→ **WHAT IS BEING ASKED**:
Pick out each line with the word "Debug" from the material that follows.
++++ INPUT RECORDS
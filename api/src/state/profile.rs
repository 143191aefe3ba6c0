use std::mem::size_of;

use bytemuck::{Pod, Zeroable};
use solana_program::pubkey::Pubkey;

use crate::consts::{DISCRIMINATOR_LEN, MAX_LEVEL};
use crate::decode::{cast_body, VersionedAccount};
use crate::error::DecodeError;

pub const MINING_PROFILE_V1_LEN: usize = DISCRIMINATOR_LEN + size_of::<MiningProfileV1>();
pub const MINING_PROFILE_V2_LEN: usize = DISCRIMINATOR_LEN + size_of::<MiningProfileV2>();
pub const MINING_PROFILE_V3_LEN: usize = DISCRIMINATOR_LEN + size_of::<MiningProfileV3>();
pub const MINING_PROFILE_V4_LEN: usize = DISCRIMINATOR_LEN + size_of::<MiningProfileV4>();

pub const LEVEL_SNAPSHOT_COUNT: usize = MAX_LEVEL as usize;

#[repr(C, packed)]
#[derive(Clone, Copy, Pod, Zeroable)]
pub struct MiningProfileV1 {
    pub owner: Pubkey,
    pub next_position_index: u64,
    pub active_hp: u64,
    pub xp: u64,
    pub badge_tier: u8,
    pub badge_bonus_bps: u16,
    pub bump: u8,
}

#[repr(C, packed)]
#[derive(Clone, Copy, Pod, Zeroable)]
pub struct MiningProfileV2 {
    pub v1: MiningProfileV1,
    pub level: u8,
    pub last_xp_update_ts: i64,
}

#[repr(C, packed)]
#[derive(Clone, Copy, Pod, Zeroable)]
pub struct MiningProfileV3 {
    pub v2: MiningProfileV2,
    pub level_acc_snapshots: [u128; LEVEL_SNAPSHOT_COUNT],
}

#[repr(C, packed)]
#[derive(Clone, Copy, Pod, Zeroable)]
pub struct MiningProfileV4 {
    pub v3: MiningProfileV3,
    pub active_effective_hp: u64,
}

#[derive(Clone, Copy, Debug, PartialEq, Eq, PartialOrd, Ord)]
pub enum ProfileVersion {
    V1,
    /// Adds `level` and `last_xp_update_ts`.
    V2,
    /// Adds the per-level accumulator snapshots.
    V3,
    /// Adds `active_effective_hp`.
    V4,
}

#[derive(Clone, Debug, PartialEq, Eq)]
pub struct MiningProfile {
    pub version: ProfileVersion,

    pub owner: Pubkey,
    pub next_position_index: u64,
    pub active_hp: u64,
    pub xp: u64,
    pub badge_tier: u8,
    pub badge_bonus_bps: u16,
    pub bump: u8,
    /// 0 on legacy profiles; the ledger resets their XP and moves them to 1 on the next update.
    pub level: u8,
    pub last_xp_update_ts: i64,
    /// `[l - 1]` holds the mining accumulator when level `l` was reached, 0 when unrecorded.
    pub level_acc_snapshots: Option<[u128; LEVEL_SNAPSHOT_COUNT]>,
    pub active_effective_hp: Option<u64>,
}

impl MiningProfile {
    /// Accumulator recorded when `level` was reached.
    pub fn level_snapshot(&self, level: u8) -> Option<u128> {
        let index = (level as usize).checked_sub(1)?;
        self.level_acc_snapshots
            .as_ref()
            .and_then(|snapshots| snapshots.get(index).copied())
            .filter(|acc| *acc > 0)
    }
}

impl Default for MiningProfile {
    fn default() -> Self {
        Self {
            version: ProfileVersion::V4,
            owner: Pubkey::default(),
            next_position_index: 0,
            active_hp: 0,
            xp: 0,
            badge_tier: 0,
            badge_bonus_bps: 0,
            bump: 0,
            level: 1,
            last_xp_update_ts: 0,
            level_acc_snapshots: Some([0; LEVEL_SNAPSHOT_COUNT]),
            active_effective_hp: Some(0),
        }
    }
}

impl VersionedAccount for MiningProfile {
    type Version = ProfileVersion;

    const NAME: &'static str = "UserMiningProfile";

    const LAYOUTS: &'static [(usize, ProfileVersion)] = &[
        (MINING_PROFILE_V1_LEN, ProfileVersion::V1),
        (MINING_PROFILE_V2_LEN, ProfileVersion::V2),
        (MINING_PROFILE_V3_LEN, ProfileVersion::V3),
        (MINING_PROFILE_V4_LEN, ProfileVersion::V4),
    ];

    fn version(&self) -> ProfileVersion {
        self.version
    }

    fn decode_body(body: &[u8], version: ProfileVersion) -> Result<Self, DecodeError> {
        Ok(match version {
            ProfileVersion::V1 => Self::from_v1(cast_body(body)?),
            ProfileVersion::V2 => Self::from_v2(cast_body(body)?),
            ProfileVersion::V3 => Self::from_v3(cast_body(body)?),
            ProfileVersion::V4 => {
                let raw: &MiningProfileV4 = cast_body(body)?;
                Self {
                    version: ProfileVersion::V4,
                    active_effective_hp: Some(raw.active_effective_hp),
                    ..Self::from_v3(&raw.v3)
                }
            }
        })
    }

    fn encode_body(&self, version: ProfileVersion) -> Vec<u8> {
        match version {
            ProfileVersion::V1 => bytemuck::bytes_of(&self.to_v1()).to_vec(),
            ProfileVersion::V2 => bytemuck::bytes_of(&self.to_v2()).to_vec(),
            ProfileVersion::V3 => bytemuck::bytes_of(&self.to_v3()).to_vec(),
            ProfileVersion::V4 => bytemuck::bytes_of(&MiningProfileV4 {
                v3: self.to_v3(),
                active_effective_hp: self.active_effective_hp.unwrap_or_default(),
            })
            .to_vec(),
        }
    }
}

impl MiningProfile {
    fn from_v1(raw: &MiningProfileV1) -> Self {
        Self {
            version: ProfileVersion::V1,
            owner: raw.owner,
            next_position_index: raw.next_position_index,
            active_hp: raw.active_hp,
            xp: raw.xp,
            badge_tier: raw.badge_tier,
            badge_bonus_bps: raw.badge_bonus_bps,
            bump: raw.bump,
            level: 0,
            last_xp_update_ts: 0,
            level_acc_snapshots: None,
            active_effective_hp: None,
        }
    }

    fn from_v2(raw: &MiningProfileV2) -> Self {
        Self {
            version: ProfileVersion::V2,
            level: raw.level,
            last_xp_update_ts: raw.last_xp_update_ts,
            ..Self::from_v1(&raw.v1)
        }
    }

    fn from_v3(raw: &MiningProfileV3) -> Self {
        Self {
            version: ProfileVersion::V3,
            level_acc_snapshots: Some(raw.level_acc_snapshots),
            ..Self::from_v2(&raw.v2)
        }
    }

    fn to_v1(&self) -> MiningProfileV1 {
        MiningProfileV1 {
            owner: self.owner,
            next_position_index: self.next_position_index,
            active_hp: self.active_hp,
            xp: self.xp,
            badge_tier: self.badge_tier,
            badge_bonus_bps: self.badge_bonus_bps,
            bump: self.bump,
        }
    }

    fn to_v2(&self) -> MiningProfileV2 {
        MiningProfileV2 {
            v1: self.to_v1(),
            level: self.level,
            last_xp_update_ts: self.last_xp_update_ts,
        }
    }

    fn to_v3(&self) -> MiningProfileV3 {
        MiningProfileV3 {
            v2: self.to_v2(),
            level_acc_snapshots: self.level_acc_snapshots.unwrap_or_default(),
        }
    }
}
++++++++
→ **RESULT FOR THIS TASK**:
#[derive(Clone, Copy, Debug, PartialEq, Eq, PartialOrd, Ord)]
#[derive(Clone, Debug, PartialEq, Eq)]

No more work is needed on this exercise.